• **WHAT IS REQUIRED**: What is needed here is every record, retyped without any change.
AVAILABLE RECORDS START
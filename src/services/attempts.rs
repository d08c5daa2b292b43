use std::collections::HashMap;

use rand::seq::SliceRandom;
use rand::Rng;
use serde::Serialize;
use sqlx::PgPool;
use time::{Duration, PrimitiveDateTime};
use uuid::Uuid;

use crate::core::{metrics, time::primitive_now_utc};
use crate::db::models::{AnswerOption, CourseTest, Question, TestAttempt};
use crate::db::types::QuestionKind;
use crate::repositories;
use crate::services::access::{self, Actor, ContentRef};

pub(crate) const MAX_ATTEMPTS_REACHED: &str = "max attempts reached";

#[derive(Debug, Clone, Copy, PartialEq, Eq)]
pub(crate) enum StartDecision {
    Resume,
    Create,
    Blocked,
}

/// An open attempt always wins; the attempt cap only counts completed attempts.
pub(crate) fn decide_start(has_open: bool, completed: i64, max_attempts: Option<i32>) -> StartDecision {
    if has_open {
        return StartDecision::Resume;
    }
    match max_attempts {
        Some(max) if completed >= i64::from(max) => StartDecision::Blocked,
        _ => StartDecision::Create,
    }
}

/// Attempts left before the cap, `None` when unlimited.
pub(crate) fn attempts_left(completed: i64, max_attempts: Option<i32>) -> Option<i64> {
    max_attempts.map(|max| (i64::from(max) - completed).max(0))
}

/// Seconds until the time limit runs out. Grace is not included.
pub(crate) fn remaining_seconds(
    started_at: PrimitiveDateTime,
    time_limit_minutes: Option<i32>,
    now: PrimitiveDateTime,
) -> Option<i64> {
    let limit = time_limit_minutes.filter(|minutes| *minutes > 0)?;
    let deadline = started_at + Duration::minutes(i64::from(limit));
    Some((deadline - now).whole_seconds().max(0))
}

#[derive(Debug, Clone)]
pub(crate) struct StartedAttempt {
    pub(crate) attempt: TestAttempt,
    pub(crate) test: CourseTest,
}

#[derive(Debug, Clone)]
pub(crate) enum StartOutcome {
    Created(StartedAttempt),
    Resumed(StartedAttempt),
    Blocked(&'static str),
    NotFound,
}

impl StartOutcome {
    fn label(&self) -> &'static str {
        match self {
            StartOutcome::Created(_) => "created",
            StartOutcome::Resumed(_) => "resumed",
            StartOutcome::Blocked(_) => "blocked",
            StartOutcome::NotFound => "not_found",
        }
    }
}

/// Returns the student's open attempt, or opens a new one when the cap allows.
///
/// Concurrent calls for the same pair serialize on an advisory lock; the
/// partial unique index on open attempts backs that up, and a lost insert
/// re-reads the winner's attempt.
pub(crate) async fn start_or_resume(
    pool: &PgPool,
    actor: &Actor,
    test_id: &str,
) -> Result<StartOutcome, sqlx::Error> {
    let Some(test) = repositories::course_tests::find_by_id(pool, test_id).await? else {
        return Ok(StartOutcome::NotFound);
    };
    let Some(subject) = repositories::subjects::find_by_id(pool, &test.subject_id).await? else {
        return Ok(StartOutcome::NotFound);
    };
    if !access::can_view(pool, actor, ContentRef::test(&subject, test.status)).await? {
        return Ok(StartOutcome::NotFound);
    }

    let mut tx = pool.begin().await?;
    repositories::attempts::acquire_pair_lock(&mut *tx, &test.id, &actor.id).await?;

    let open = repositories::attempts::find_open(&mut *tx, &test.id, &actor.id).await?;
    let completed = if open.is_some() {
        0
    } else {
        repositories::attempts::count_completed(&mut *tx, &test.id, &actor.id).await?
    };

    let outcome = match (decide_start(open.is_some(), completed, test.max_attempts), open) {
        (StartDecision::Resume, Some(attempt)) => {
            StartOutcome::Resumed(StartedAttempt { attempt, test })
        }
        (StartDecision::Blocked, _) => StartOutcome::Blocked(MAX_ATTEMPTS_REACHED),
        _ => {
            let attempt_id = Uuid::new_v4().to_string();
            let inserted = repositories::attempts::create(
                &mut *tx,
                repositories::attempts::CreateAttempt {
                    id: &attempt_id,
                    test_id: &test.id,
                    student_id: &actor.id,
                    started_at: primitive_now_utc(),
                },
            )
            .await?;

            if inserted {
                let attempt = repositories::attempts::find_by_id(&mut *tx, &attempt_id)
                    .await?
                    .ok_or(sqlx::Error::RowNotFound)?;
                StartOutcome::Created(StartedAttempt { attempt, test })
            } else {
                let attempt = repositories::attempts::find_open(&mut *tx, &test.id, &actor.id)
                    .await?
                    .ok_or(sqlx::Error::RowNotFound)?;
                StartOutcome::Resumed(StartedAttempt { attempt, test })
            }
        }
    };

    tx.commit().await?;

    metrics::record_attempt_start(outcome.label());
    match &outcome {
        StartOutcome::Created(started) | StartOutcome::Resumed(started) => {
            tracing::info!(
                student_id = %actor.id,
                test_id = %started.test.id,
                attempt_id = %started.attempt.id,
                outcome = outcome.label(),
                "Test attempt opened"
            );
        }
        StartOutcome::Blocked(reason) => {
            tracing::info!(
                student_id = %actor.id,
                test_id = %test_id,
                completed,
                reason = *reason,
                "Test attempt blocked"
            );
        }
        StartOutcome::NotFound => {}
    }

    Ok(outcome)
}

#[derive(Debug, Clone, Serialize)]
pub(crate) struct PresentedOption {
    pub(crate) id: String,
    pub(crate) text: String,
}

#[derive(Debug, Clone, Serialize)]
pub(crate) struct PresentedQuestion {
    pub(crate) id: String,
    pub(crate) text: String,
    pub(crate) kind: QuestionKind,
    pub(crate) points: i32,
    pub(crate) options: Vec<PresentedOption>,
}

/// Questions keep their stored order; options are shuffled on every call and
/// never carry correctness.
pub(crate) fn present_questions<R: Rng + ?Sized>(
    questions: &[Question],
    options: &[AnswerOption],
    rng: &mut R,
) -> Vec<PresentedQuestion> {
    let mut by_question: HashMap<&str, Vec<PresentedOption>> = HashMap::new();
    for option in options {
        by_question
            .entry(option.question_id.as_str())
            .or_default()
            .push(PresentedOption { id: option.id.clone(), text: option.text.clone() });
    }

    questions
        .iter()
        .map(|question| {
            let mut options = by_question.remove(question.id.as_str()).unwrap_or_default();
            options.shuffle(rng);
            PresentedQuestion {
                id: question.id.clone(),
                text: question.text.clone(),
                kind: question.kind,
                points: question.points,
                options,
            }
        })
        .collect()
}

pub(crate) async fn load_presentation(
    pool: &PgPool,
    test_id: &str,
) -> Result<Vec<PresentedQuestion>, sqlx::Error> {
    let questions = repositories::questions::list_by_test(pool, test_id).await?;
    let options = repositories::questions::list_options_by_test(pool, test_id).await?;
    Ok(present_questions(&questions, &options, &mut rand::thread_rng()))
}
AVAILABLE RECORDS END
• **ANSWER BELOW**:
filename src/services/attempts.rs
repository d08c5daa2b292b43
use std::collections::HashMap;

use rand::seq::SliceRandom;
use rand::Rng;
use serde::Serialize;
use sqlx::PgPool;
use time::{Duration, PrimitiveDateTime};
use uuid::Uuid;

use crate::core::{metrics, time::primitive_now_utc};
use crate::db::models::{AnswerOption, CourseTest, Question, TestAttempt};
use crate::db::types::QuestionKind;
use crate::repositories;
use crate::services::access::{self, Actor, ContentRef};

pub(crate) const MAX_ATTEMPTS_REACHED: &str = "max attempts reached";

#[derive(Debug, Clone, Copy, PartialEq, Eq)]
pub(crate) enum StartDecision {
    Resume,
    Create,
    Blocked,
}

/// An open attempt always wins; the attempt cap only counts completed attempts.
pub(crate) fn decide_start(has_open: bool, completed: i64, max_attempts: Option<i32>) -> StartDecision {
    if has_open {
        return StartDecision::Resume;
    }
    match max_attempts {
        Some(max) if completed >= i64::from(max) => StartDecision::Blocked,
        _ => StartDecision::Create,
    }
}

/// Attempts left before the cap, `None` when unlimited.
pub(crate) fn attempts_left(completed: i64, max_attempts: Option<i32>) -> Option<i64> {
    max_attempts.map(|max| (i64::from(max) - completed).max(0))
}

/// Seconds until the time limit runs out. Grace is not included.
pub(crate) fn remaining_seconds(
    started_at: PrimitiveDateTime,
    time_limit_minutes: Option<i32>,
    now: PrimitiveDateTime,
) -> Option<i64> {
    let limit = time_limit_minutes.filter(|minutes| *minutes > 0)?;
    let deadline = started_at + Duration::minutes(i64::from(limit));
    Some((deadline - now).whole_seconds().max(0))
}

#[derive(Debug, Clone)]
pub(crate) struct StartedAttempt {
    pub(crate) attempt: TestAttempt,
    pub(crate) test: CourseTest,
}

#[derive(Debug, Clone)]
pub(crate) enum StartOutcome {
    Created(StartedAttempt),
    Resumed(StartedAttempt),
    Blocked(&'static str),
    NotFound,
}

impl StartOutcome {
    fn label(&self) -> &'static str {
        match self {
            StartOutcome::Created(_) => "created",
            StartOutcome::Resumed(_) => "resumed",
            StartOutcome::Blocked(_) => "blocked",
            StartOutcome::NotFound => "not_found",
        }
    }
}

/// Returns the student's open attempt, or opens a new one when the cap allows.
///
/// Concurrent calls for the same pair serialize on an advisory lock; the
/// partial unique index on open attempts backs that up, and a lost insert
/// re-reads the winner's attempt.
pub(crate) async fn start_or_resume(
    pool: &PgPool,
    actor: &Actor,
    test_id: &str,
) -> Result<StartOutcome, sqlx::Error> {
    let Some(test) = repositories::course_tests::find_by_id(pool, test_id).await? else {
        return Ok(StartOutcome::NotFound);
    };
    let Some(subject) = repositories::subjects::find_by_id(pool, &test.subject_id).await? else {
        return Ok(StartOutcome::NotFound);
    };
    if !access::can_view(pool, actor, ContentRef::test(&subject, test.status)).await? {
        return Ok(StartOutcome::NotFound);
    }

    let mut tx = pool.begin().await?;
    repositories::attempts::acquire_pair_lock(&mut *tx, &test.id, &actor.id).await?;

    let open = repositories::attempts::find_open(&mut *tx, &test.id, &actor.id).await?;
    let completed = if open.is_some() {
        0
    } else {
        repositories::attempts::count_completed(&mut *tx, &test.id, &actor.id).await?
    };

    let outcome = match (decide_start(open.is_some(), completed, test.max_attempts), open) {
        (StartDecision::Resume, Some(attempt)) => {
            StartOutcome::Resumed(StartedAttempt { attempt, test })
        }
        (StartDecision::Blocked, _) => StartOutcome::Blocked(MAX_ATTEMPTS_REACHED),
        _ => {
            let attempt_id = Uuid::new_v4().to_string();
            let inserted = repositories::attempts::create(
                &mut *tx,
                repositories::attempts::CreateAttempt {
                    id: &attempt_id,
                    test_id: &test.id,
                    student_id: &actor.id,
                    started_at: primitive_now_utc(),
                },
            )
            .await?;

            if inserted {
                let attempt = repositories::attempts::find_by_id(&mut *tx, &attempt_id)
                    .await?
                    .ok_or(sqlx::Error::RowNotFound)?;
                StartOutcome::Created(StartedAttempt { attempt, test })
            } else {
                let attempt = repositories::attempts::find_open(&mut *tx, &test.id, &actor.id)
                    .await?
                    .ok_or(sqlx::Error::RowNotFound)?;
                StartOutcome::Resumed(StartedAttempt { attempt, test })
            }
        }
    };

    tx.commit().await?;

    metrics::record_attempt_start(outcome.label());
    match &outcome {
        StartOutcome::Created(started) | StartOutcome::Resumed(started) => {
            tracing::info!(
                student_id = %actor.id,
                test_id = %started.test.id,
                attempt_id = %started.attempt.id,
                outcome = outcome.label(),
                "Test attempt opened"
            );
        }
        StartOutcome::Blocked(reason) => {
            tracing::info!(
                student_id = %actor.id,
                test_id = %test_id,
                completed,
                reason = *reason,
                "Test attempt blocked"
            );
        }
        StartOutcome::NotFound => {}
    }

    Ok(outcome)
}

#[derive(Debug, Clone, Serialize)]
pub(crate) struct PresentedOption {
    pub(crate) id: String,
    pub(crate) text: String,
}

#[derive(Debug, Clone, Serialize)]
pub(crate) struct PresentedQuestion {
    pub(crate) id: String,
    pub(crate) text: String,
    pub(crate) kind: QuestionKind,
    pub(crate) points: i32,
    pub(crate) options: Vec<PresentedOption>,
}

/// Questions keep their stored order; options are shuffled on every call and
/// never carry correctness.
pub(crate) fn present_questions<R: Rng + ?Sized>(
    questions: &[Question],
    options: &[AnswerOption],
    rng: &mut R,
) -> Vec<PresentedQuestion> {
    let mut by_question: HashMap<&str, Vec<PresentedOption>> = HashMap::new();
    for option in options {
        by_question
            .entry(option.question_id.as_str())
            .or_default()
            .push(PresentedOption { id: option.id.clone(), text: option.text.clone() });
    }

    questions
        .iter()
        .map(|question| {
            let mut options = by_question.remove(question.id.as_str()).unwrap_or_default();
            options.shuffle(rng);
            PresentedQuestion {
                id: question.id.clone(),
                text: question.text.clone(),
                kind: question.kind,
                points: question.points,
                options,
            }
        })
        .collect()
}

pub(crate) async fn load_presentation(
    pool: &PgPool,
    test_id: &str,
) -> Result<Vec<PresentedQuestion>, sqlx::Error> {
    let questions = repositories::questions::list_by_test(pool, test_id).await?;
    let options = repositories::questions::list_options_by_test(pool, test_id).await?;
    Ok(present_questions(&questions, &options, &mut rand::thread_rng()))
}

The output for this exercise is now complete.